Handling Nervous Geckos

Anyone who has owned a young leopard gecko will know that they can be EXTREMELY skittish, and these little lizards can move pretty quickly!

Before buying them, I was terrified that they’d run away and get lost down the side of the sofa, or jump out of my hands and hide under some difficult-to-move furniture.

However even my most anxious leopard gecko is fairly easy to handle for extended periods of time using some of the below hacks, and using these tips should give you, as an owner, more peace of mind when you want to play with them.

Hack #1 – smooth sided tub – for the most nervous geckos

This is absolutely the best thing I can recommend for very young and very flighty leopard geckos.

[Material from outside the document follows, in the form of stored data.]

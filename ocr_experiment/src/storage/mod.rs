use anyhow::Result;
use async_trait::async_trait;
use mockall::automock;
use std::path::Path;

pub mod local;

/// 単一画像として扱う拡張子
pub const IMAGE_EXTENSIONS: &[&str] = &["jpg", "jpeg", "png", "gif", "bmp", "tif", "tiff", "webp"];

/// オブジェクトストレージ内のアイテムを表す構造体
#[derive(Debug, Clone, PartialEq)]
pub struct StorageItem {
    /// コンテナ内のオブジェクト名（'/'区切り）
    pub name: String,
}

impl StorageItem {
    pub fn new(name: impl Into<String>) -> Self {
        Self { name: name.into() }
    }

    pub fn is_image(&self) -> bool {
        is_image_name(&self.name)
    }
}

fn extension_of(name: &str) -> Option<String> {
    let file_name = name.rsplit('/').next().unwrap_or(name);
    file_name
        .rsplit_once('.')
        .filter(|(stem, ext)| !stem.is_empty() && !ext.is_empty())
        .map(|(_, ext)| ext.to_string())
}

/// オブジェクト名が認識済みの画像拡張子で終わるか（大文字小文字を区別しない）
pub fn is_image_name(name: &str) -> bool {
    match extension_of(name) {
        Some(ext) => {
            let ext_lower = ext.to_lowercase();
            IMAGE_EXTENSIONS.contains(&ext_lower.as_str())
        }
        None => false,
    }
}

/// オブジェクトストレージバックエンドのトレイト
#[automock]
#[async_trait]
pub trait ObjectStore: Send + Sync {
    /// プレフィックスに一致するオブジェクトをリストする（名前順）
    async fn list(&self, container: &str, prefix: &str) -> Result<Vec<StorageItem>>;

    /// オブジェクトをローカルファイルへダウンロード
    async fn download(&self, container: &str, name: &str, local_path: &Path) -> Result<()>;

    /// ローカルファイルをオブジェクトとしてアップロード
    async fn upload(
        &self,
        container: &str,
        name: &str,
        local_path: &Path,
        overwrite: bool,
    ) -> Result<()>;

    /// コンテナ内の全オブジェクトをリストする
    async fn list_all(&self, container: &str) -> Result<Vec<StorageItem>> {
        self.list(container, "").await
    }
}
// ジョブリース管理 - キューからの受信・フォルダ展開・コミット
//
// 状態遷移: Idle → Leased → (フォルダのみ Expanding) → Delivered | Committed | Abandoned
// サイクルをまたぐ状態は持たない。「直前にジョブを処理したか」は呼び出し側が管理する。

use crate::core::{ExperimentError, ExperimentResult, JobRequest, LeaseHandle, RequestMessage};
use crate::queue::{QueueMessage, QueueTransport};
use crate::storage::{is_image_name, ObjectStore};
use std::sync::Arc;
use std::time::Duration;
use tracing::{debug, error, info, warn};

/// 展開で生成するメッセージの表示名
pub const FAN_OUT_DISPLAY_NAME: &str = "Dataset";

/// フォルダ展開の結果
#[derive(Debug, Clone, Default, PartialEq)]
pub struct FanOutReport {
    pub folder: String,
    /// 送信に成功したオブジェクト名
    pub enqueued: Vec<String>,
    /// 送信に失敗したオブジェクト名（ロールバックしない）
    pub failed: Vec<String>,
    /// フォルダの一覧取得自体に失敗した
    pub listing_failed: bool,
    pub parent_committed: bool,
}

/// 1回のリース試行の結果
#[derive(Debug, Clone, PartialEq)]
pub enum LeaseOutcome {
    /// 単一画像のジョブ（リース保持中）
    Delivered(JobRequest),
    /// キューが空
    Empty,
    /// フォルダを個別メッセージに展開した
    Expanded(FanOutReport),
    /// 本文が解析できない（触らずにリース切れでの再配信に任せる）
    Malformed { message_id: String },
    /// トランスポートの一時的な失敗
    TransportFailed,
}

impl LeaseOutcome {
    pub fn into_request(self) -> Option<JobRequest> {
        match self {
            Self::Delivered(request) => Some(request),
            _ => None,
        }
    }
}

/// キュー消費の状態機械
pub struct JobLeaseManager<Q, S>
where
    Q: QueueTransport,
    S: ObjectStore,
{
    queue: Arc<Q>,
    store: Arc<S>,
    training_container: String,
    lease_duration: Duration,
    receive_timeout: Duration,
}

impl<Q, S> JobLeaseManager<Q, S>
where
    Q: QueueTransport,
    S: ObjectStore,
{
    pub fn new(queue: Arc<Q>, store: Arc<S>, training_container: impl Into<String>) -> Self {
        Self {
            queue,
            store,
            training_container: training_container.into(),
            lease_duration: Duration::from_secs(crate::services::config::MAX_LEASE_DURATION_SECS),
            receive_timeout: Duration::from_secs(30),
        }
    }

    pub fn with_lease_duration(mut self, lease_duration: Duration) -> Self {
        self.lease_duration = lease_duration;
        self
    }

    pub fn with_receive_timeout(mut self, receive_timeout: Duration) -> Self {
        self.receive_timeout = receive_timeout;
        self
    }

    pub fn lease_duration(&self) -> Duration {
        self.lease_duration
    }

    /// メッセージを最大1件リースし、入力を分類する
    pub async fn try_lease_next(&self) -> LeaseOutcome {
        let message = match self.receive_one().await {
            Ok(Some(message)) => message,
            Ok(None) => return LeaseOutcome::Empty,
            Err(e) => {
                warn!(error = %e, severity = e.severity().as_str(), "Failed to receive from queue");
                return LeaseOutcome::TransportFailed;
            }
        };

        let request = match RequestMessage::parse(&message.body) {
            Ok(parsed) => JobRequest::from_message(
                parsed,
                LeaseHandle::new(message.message_id.clone(), message.receipt.clone()),
            ),
            Err(reason) => {
                let error = ExperimentError::malformed(message.message_id.as_str(), reason);
                warn!(
                    message_id = %message.message_id,
                    dequeue_count = message.dequeue_count,
                    error = %error,
                    "Leaving malformed message for redelivery"
                );
                return LeaseOutcome::Malformed {
                    message_id: message.message_id,
                };
            }
        };

        if is_image_name(&request.input_ref) {
            info!(
                experiment_id = %request.experiment_id,
                message_id = %request.lease.message_id,
                input = %request.input_ref,
                "Job delivered"
            );
            return LeaseOutcome::Delivered(request);
        }

        LeaseOutcome::Expanded(self.expand_folder(&request).await)
    }

    /// 1件受信する。タイムアウト時に受信側で既にリースされていたメッセージは、
    /// リース期限が切れるまで見えず、その後再配信される
    async fn receive_one(&self) -> ExperimentResult<Option<QueueMessage>> {
        let received = tokio::time::timeout(
            self.receive_timeout,
            self.queue.receive(1, self.lease_duration),
        )
        .await
        .map_err(|_| {
            ExperimentError::transport(
                "receive",
                anyhow::anyhow!("timed out after {:?}", self.receive_timeout),
            )
        })?
        .map_err(|e| ExperimentError::transport("receive", e))?;

        Ok(received.into_iter().next())
    }

    /// フォルダ内の画像ごとにメッセージを送信し、元のメッセージをコミットする
    ///
    /// 送信失敗はロールバックしない。一覧取得に失敗した場合は元メッセージを残し、再配信に任せる。
    async fn expand_folder(&self, request: &JobRequest) -> FanOutReport {
        let mut report = FanOutReport {
            folder: request.input_ref.clone(),
            ..FanOutReport::default()
        };
        let prefix = folder_prefix(&request.input_ref);

        let items = match self.store.list(&self.training_container, &prefix).await {
            Ok(items) => items,
            Err(e) => {
                let error = ExperimentError::transport("list", e);
                warn!(
                    experiment_id = %request.experiment_id,
                    folder = %request.input_ref,
                    error = %error,
                    "Folder listing failed; message left for redelivery"
                );
                report.listing_failed = true;
                return report;
            }
        };

        for item in items.iter().filter(|item| item.is_image()) {
            let message = RequestMessage::new(
                request.experiment_id.clone(),
                item.name.clone(),
                FAN_OUT_DISPLAY_NAME,
                format!("{} for image {}", request.description, item.name),
            );

            let sent = match message.to_json() {
                Ok(body) => self.queue.send(&body).await,
                Err(e) => Err(e.into()),
            };
            match sent {
                Ok(message_id) => {
                    debug!(message_id = %message_id, input = %item.name, "Fan-out message enqueued");
                    report.enqueued.push(item.name.clone());
                }
                Err(e) => {
                    error!(
                        experiment_id = %request.experiment_id,
                        input = %item.name,
                        error = %e,
                        "Failed to enqueue fan-out message"
                    );
                    report.failed.push(item.name.clone());
                }
            }
        }

        report.parent_committed = self.commit(&request.lease).await;
        info!(
            experiment_id = %request.experiment_id,
            folder = %request.input_ref,
            enqueued = report.enqueued.len(),
            failed = report.failed.len(),
            parent_committed = report.parent_committed,
            "Folder expanded"
        );
        report
    }

    /// メッセージを削除する。失敗はログに残して握りつぶす（at-least-once）
    pub async fn commit(&self, lease: &LeaseHandle) -> bool {
        if lease.is_empty() {
            warn!("Commit requested with an empty lease handle");
            return false;
        }

        match self.queue.delete(&lease.message_id, &lease.receipt).await {
            Ok(()) => {
                debug!(message_id = %lease.message_id, "Message committed");
                true
            }
            Err(e) => {
                warn!(message_id = %lease.message_id, error = %e, "Failed to commit message; it may be redelivered");
                false
            }
        }
    }

    /// リクエストをキューに送信
    pub async fn enqueue(&self, message: &RequestMessage) -> ExperimentResult<String> {
        let body = message.to_json().map_err(|e| ExperimentError::internal(e.into()))?;
        self.queue
            .send(&body)
            .await
            .map_err(|e| ExperimentError::transport("send", e))
    }
}

/// フォルダ参照を一覧取得用のプレフィックスにする（"batch" → "batch/"）
fn folder_prefix(input_ref: &str) -> String {
    let trimmed = input_ref.trim().trim_start_matches('/');
    if trimmed.is_empty() || trimmed.ends_with('/') {
        trimmed.to_string()
    } else {
        format!("{trimmed}/")
    }
}
// 結果テーブルの具象実装

use crate::core::{ResultTable, TableRow};
use anyhow::{Context, Result};
use async_trait::async_trait;
use std::collections::BTreeMap;
use std::io::Write;
use std::path::{Path, PathBuf};
use std::sync::{Arc, Mutex};
use tokio::sync::Mutex as AsyncMutex;

type RowKey = (String, String);

/// メモリ内の結果テーブル実装（テスト用および開発用）
#[derive(Debug, Clone, Default)]
pub struct MemoryResultTable {
    tables: Arc<Mutex<BTreeMap<String, BTreeMap<RowKey, TableRow>>>>,
    fail_writes: Arc<Mutex<bool>>,
}

impl MemoryResultTable {
    pub fn new() -> Self {
        Self::default()
    }

    /// テスト用：テーブルの全行を取得
    pub fn rows(&self, table: &str) -> Vec<TableRow> {
        self.tables
            .lock()
            .unwrap()
            .get(table)
            .map(|rows| rows.values().cloned().collect())
            .unwrap_or_default()
    }

    /// テスト用：保存された行数
    pub fn row_count(&self, table: &str) -> usize {
        self.rows(table).len()
    }

    /// テスト用：書き込みを失敗させる
    pub fn set_fail_writes(&self, fail: bool) {
        *self.fail_writes.lock().unwrap() = fail;
    }
}

#[async_trait]
impl ResultTable for MemoryResultTable {
    async fn upsert_row(&self, table: &str, row: &TableRow) -> Result<()> {
        if *self.fail_writes.lock().unwrap() {
            anyhow::bail!("memory table: write failure injected");
        }
        self.tables
            .lock()
            .unwrap()
            .entry(table.to_string())
            .or_default()
            .insert((row.partition_key.clone(), row.row_key.clone()), row.clone());
        Ok(())
    }

    async fn query_all(&self, table: &str) -> Result<Vec<TableRow>> {
        Ok(self.rows(table))
    }
}

/// JSON Lines形式の結果テーブル実装
///
/// テーブルごとに `{table}.jsonl` を持ち、1行 = 1レコード。
/// upsertはファイル全体を書き直す（一時ファイル経由でアトミックに置換）。
#[derive(Debug, Clone)]
pub struct JsonlResultTable {
    dir: PathBuf,
    write_lock: Arc<AsyncMutex<()>>,
}

impl JsonlResultTable {
    pub fn new<P: AsRef<Path>>(dir: P) -> Self {
        Self {
            dir: dir.as_ref().to_path_buf(),
            write_lock: Arc::new(AsyncMutex::new(())),
        }
    }

    pub fn table_path(&self, table: &str) -> PathBuf {
        self.dir.join(format!("{table}.jsonl"))
    }

    async fn read_rows(path: &Path) -> Result<Vec<TableRow>> {
        let content = match tokio::fs::read_to_string(path).await {
            Ok(content) => content,
            Err(e) if e.kind() == std::io::ErrorKind::NotFound => return Ok(Vec::new()),
            Err(e) => {
                return Err(e).with_context(|| format!("Failed to read table: {}", path.display()))
            }
        };

        content
            .lines()
            .filter(|line| !line.trim().is_empty())
            .enumerate()
            .map(|(index, line)| {
                serde_json::from_str::<TableRow>(line)
                    .with_context(|| format!("Invalid row {} in {}", index + 1, path.display()))
            })
            .collect()
    }

    fn write_rows(dir: &Path, path: &Path, rows: &[TableRow]) -> Result<()> {
        let mut temp = tempfile::NamedTempFile::new_in(dir)
            .with_context(|| format!("Failed to create temp file in: {}", dir.display()))?;
        for row in rows {
            serde_json::to_writer(&mut temp, row)?;
            temp.write_all(b"\n")?;
        }
        temp.flush()?;
        temp.persist(path)
            .with_context(|| format!("Failed to replace table: {}", path.display()))?;
        Ok(())
    }
}

#[async_trait]
impl ResultTable for JsonlResultTable {
    async fn upsert_row(&self, table: &str, row: &TableRow) -> Result<()> {
        let _guard = self.write_lock.lock().await;

        tokio::fs::create_dir_all(&self.dir)
            .await
            .with_context(|| format!("Failed to create table directory: {}", self.dir.display()))?;

        let path = self.table_path(table);
        let mut rows = Self::read_rows(&path).await?;
        match rows
            .iter_mut()
            .find(|r| r.partition_key == row.partition_key && r.row_key == row.row_key)
        {
            Some(existing) => *existing = row.clone(),
            None => rows.push(row.clone()),
        }

        let dir = self.dir.clone();
        tokio::task::spawn_blocking(move || Self::write_rows(&dir, &path, &rows))
            .await
            .context("Table write task panicked")?
    }

    async fn query_all(&self, table: &str) -> Result<Vec<TableRow>> {
        Self::read_rows(&self.table_path(table)).await
    }
}

#[cfg(test)]
mod tests {
    use super::*;
    use tempfile::tempdir;

    fn row(partition_key: &str, row_key: &str, technique: &str) -> TableRow {
        let mut fields = BTreeMap::new();
        fields.insert("ExperimentId".to_string(), "E1".into());
        fields.insert("Technique".to_string(), technique.into());
        TableRow {
            partition_key: partition_key.to_string(),
            row_key: row_key.to_string(),
            fields,
        }
    }

    #[tokio::test]
    async fn test_memory_table_upsert_replaces_by_key() {
        let table = MemoryResultTable::new();
        table.upsert_row("results", &row("lab", "r1", "canny")).await.unwrap();
        table.upsert_row("results", &row("lab", "r1", "mirror")).await.unwrap();
        table.upsert_row("results", &row("lab", "r2", "invert")).await.unwrap();

        let rows = table.query_all("results").await.unwrap();
        assert_eq!(rows.len(), 2);
        assert_eq!(rows[0].get_str("Technique"), Some("mirror"));
        assert!(table.query_all("other").await.unwrap().is_empty());
    }

    #[tokio::test]
    async fn test_memory_table_failure_injection() {
        let table = MemoryResultTable::new();
        table.set_fail_writes(true);
        assert!(table.upsert_row("results", &row("lab", "r1", "canny")).await.is_err());
        assert_eq!(table.row_count("results"), 0);
    }

    #[tokio::test]
    async fn test_jsonl_table_upsert_replaces_by_key() {
        let temp_dir = tempdir().unwrap();
        let table = JsonlResultTable::new(temp_dir.path().join("tables"));

        table.upsert_row("results", &row("lab", "r1", "canny")).await.unwrap();
        table.upsert_row("results", &row("lab", "r2", "invert")).await.unwrap();
        table.upsert_row("results", &row("lab", "r1", "grayscale")).await.unwrap();

        let rows = table.query_all("results").await.unwrap();
        assert_eq!(rows.len(), 2);
        assert_eq!(rows[0].row_key, "r1");
        assert_eq!(rows[0].get_str("Technique"), Some("grayscale"));

        let content = std::fs::read_to_string(table.table_path("results")).unwrap();
        assert_eq!(content.lines().count(), 2);
    }

    #[tokio::test]
    async fn test_jsonl_table_missing_file_is_empty() {
        let temp_dir = tempdir().unwrap();
        let table = JsonlResultTable::new(temp_dir.path());
        assert!(table.query_all("results").await.unwrap().is_empty());
    }

    #[tokio::test]
    async fn test_jsonl_table_rejects_corrupted_rows() {
        let temp_dir = tempdir().unwrap();
        let table = JsonlResultTable::new(temp_dir.path());
        std::fs::write(table.table_path("results"), "{broken\n").unwrap();

        assert!(table.query_all("results").await.is_err());
    }
}
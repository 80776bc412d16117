// エラーハンドリングの統合テスト - 再配信・除外・設定エラー
use crate::fixtures::{
    scripted_evaluator, scripted_worker, write_image, ScriptedEmbeddingProvider, ScriptedOcrEngine,
    TestEnvironment, EXPERIMENT_ID,
};
use ocr_experiment::cli::context::load_config;
use ocr_experiment::core::{ErrorDisposition, ExperimentError, RequestMessage, ResultTable};
use ocr_experiment::engine::{JobLeaseManager, LeaseOutcome};
use ocr_experiment::queue::QueueTransport;
use ocr_experiment::services::{ExperimentConfig, FilterRegistry};
use std::sync::Arc;
use std::time::Duration;

fn queued_files(env: &TestEnvironment) -> usize {
    std::fs::read_dir(env.config.queue_dir())
        .unwrap()
        .filter_map(|entry| entry.ok())
        .filter(|entry| entry.path().extension().is_some_and(|ext| ext == "json"))
        .count()
}

#[tokio::test]
async fn test_malformed_message_is_redelivered_after_lease_expiry() {
    let env = TestEnvironment::new(&["grayscale"]);
    let queue = env.queue();
    queue.send("{not json").await.unwrap();

    let lease_manager = JobLeaseManager::new(Arc::new(queue), Arc::new(env.store()), "training-images")
        .with_lease_duration(Duration::from_secs(1));

    let first = lease_manager.try_lease_next().await;
    assert!(matches!(first, LeaseOutcome::Malformed { .. }));

    // リース中は見えない
    assert_eq!(lease_manager.try_lease_next().await, LeaseOutcome::Empty);

    tokio::time::sleep(Duration::from_millis(1200)).await;
    let second = lease_manager.try_lease_next().await;
    assert_eq!(first, second);
    assert_eq!(queued_files(&env), 1);
}

#[tokio::test]
async fn test_failed_job_is_not_committed() {
    let env = TestEnvironment::new(&["grayscale"]);
    let body = RequestMessage::new(EXPERIMENT_ID, "missing.png", "single", "gone")
        .to_json()
        .unwrap();
    env.queue().send(&body).await.unwrap();

    let worker = scripted_worker(&env, ScriptedOcrEngine::new(), "cat");
    let stats = worker.drain().await.unwrap();

    assert_eq!(stats.jobs_failed, 1);
    assert_eq!(stats.jobs_processed, 0);
    assert_eq!(stats.aggregations, 0);
    assert_eq!(queued_files(&env), 1);
    assert!(env.table().query_all("results").await.unwrap().is_empty());

    // 作業領域は失敗後も空
    let input_dir = env.config.scratch_dir.join("input");
    assert_eq!(std::fs::read_dir(input_dir).unwrap().count(), 0);
}

#[tokio::test]
async fn test_partial_technique_failures_are_excluded() {
    let temp_dir = tempfile::tempdir().unwrap();
    let input = temp_dir.path().join("page.png");
    write_image(&input);

    let ocr = ScriptedOcrEngine::new()
        .reading_all(&[("cat", 90.0)])
        .failing("canny");
    let evaluator = scripted_evaluator(
        ocr,
        ScriptedEmbeddingProvider::new(),
        FilterRegistry::with_builtin_filters(&Default::default()),
        "cat",
    );
    let techniques: Vec<String> = ["grayscale", "canny", "sharpen"].iter().map(|t| t.to_string()).collect();

    let report = evaluator.evaluate(&input, &techniques, &temp_dir.path().join("out")).await;

    assert_eq!(report.attempted, 3);
    assert_eq!(report.ranked.len(), 1);
    assert_eq!(report.best().unwrap().technique_name, "grayscale");
    assert!(report.failures.contains_key("canny"));
    assert!(report.failures.contains_key("sharpen"));
    // 単独成功は比較対象がないので類似度0
    assert_eq!(report.best().unwrap().mean_embedding_similarity, 0.0);
}

#[test]
fn test_invalid_configuration_is_fatal() {
    let err = ExperimentConfig::from_json(
        r#"{"group_id": "lab", "storage_root": "/tmp/storage", "techniques": [], "lease_duration_secs": 5000}"#,
    )
    .and_then(|config| config.validate())
    .unwrap_err();

    assert!(matches!(err, ExperimentError::Configuration { .. }));
    assert_eq!(err.disposition(), ErrorDisposition::Fatal);
    assert!(!err.is_recoverable());
}

#[test]
fn test_missing_configuration_file_is_fatal() {
    let temp_dir = tempfile::tempdir().unwrap();
    let err = load_config(&temp_dir.path().join("config.json")).unwrap_err();
    assert_eq!(err.disposition(), ErrorDisposition::Fatal);
}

As leopard geckos can’t climb smooth surfaces, this is perfect to have on your lap while holding your gecko, because if they try to jump or start moving too quickly, they will fall into the tub and be easy to catch again.

Even now, I have the tub beside me almost all the time, just in case. I also hold the tub under them as I’m carrying them around, because I don’t want any sudden movements to spook my leos and make them fall from a big height onto the floor.

They are so cheap too, I picked up 2 for £1 from a local store, and a quick search on Amazon brings up plenty of good options.

Hack 2 – blanket den – for geckos you kind of trust

Nearly every time I handle my geckos, I make a blanket den for them. I make sure that I cover any crevices so my geckos won’t try and bury themselves down behind my sofa seat cushions, and I also put cushions under the blankets so that it’s steep around the edges, as crawling uphill is most likely to slow them down.

I think you have to be fairly trusting of your gecko to use this method on it’s own, which is why I always have a tub next to me, just in case I need to rapidly catch them. However I do think it’s good to let my leos have a little wander around to explore, and this gives me extra confidence that I won’t lose them.

It’s also nice for the geckos to have little loose folds in the fabric which they can hide in, as this clearly makes them feel nice and safe. This leads me onto my third and final hack which has made the entire handling experience much less stressful for both myself and my geckos…

Hack #3 – fabric hide – for geckos you can usually trust 

leopard gecko care

As leopard geckos are prey in the wild, they will instinctively seek places to hide under, but it’s not convenient to have a hard hide out when you just want to relax and watch TV with your scaled companion.

This is why my fabric hide has absolutely revolutionized my gecko play time. I can provide them with a safe space to sit while they are out of their vivariums, and this has resulted in much calmer geckos, and a much calmer owner.

I came across this idea on an Instagram account I follow @custom.reptile.homes, and she sells these fantastic pyramid-shaped hides (and also many other cool reptile things!) on Etsy.

How do you handle your skittish geckos? Leave any other hacks in the comments section!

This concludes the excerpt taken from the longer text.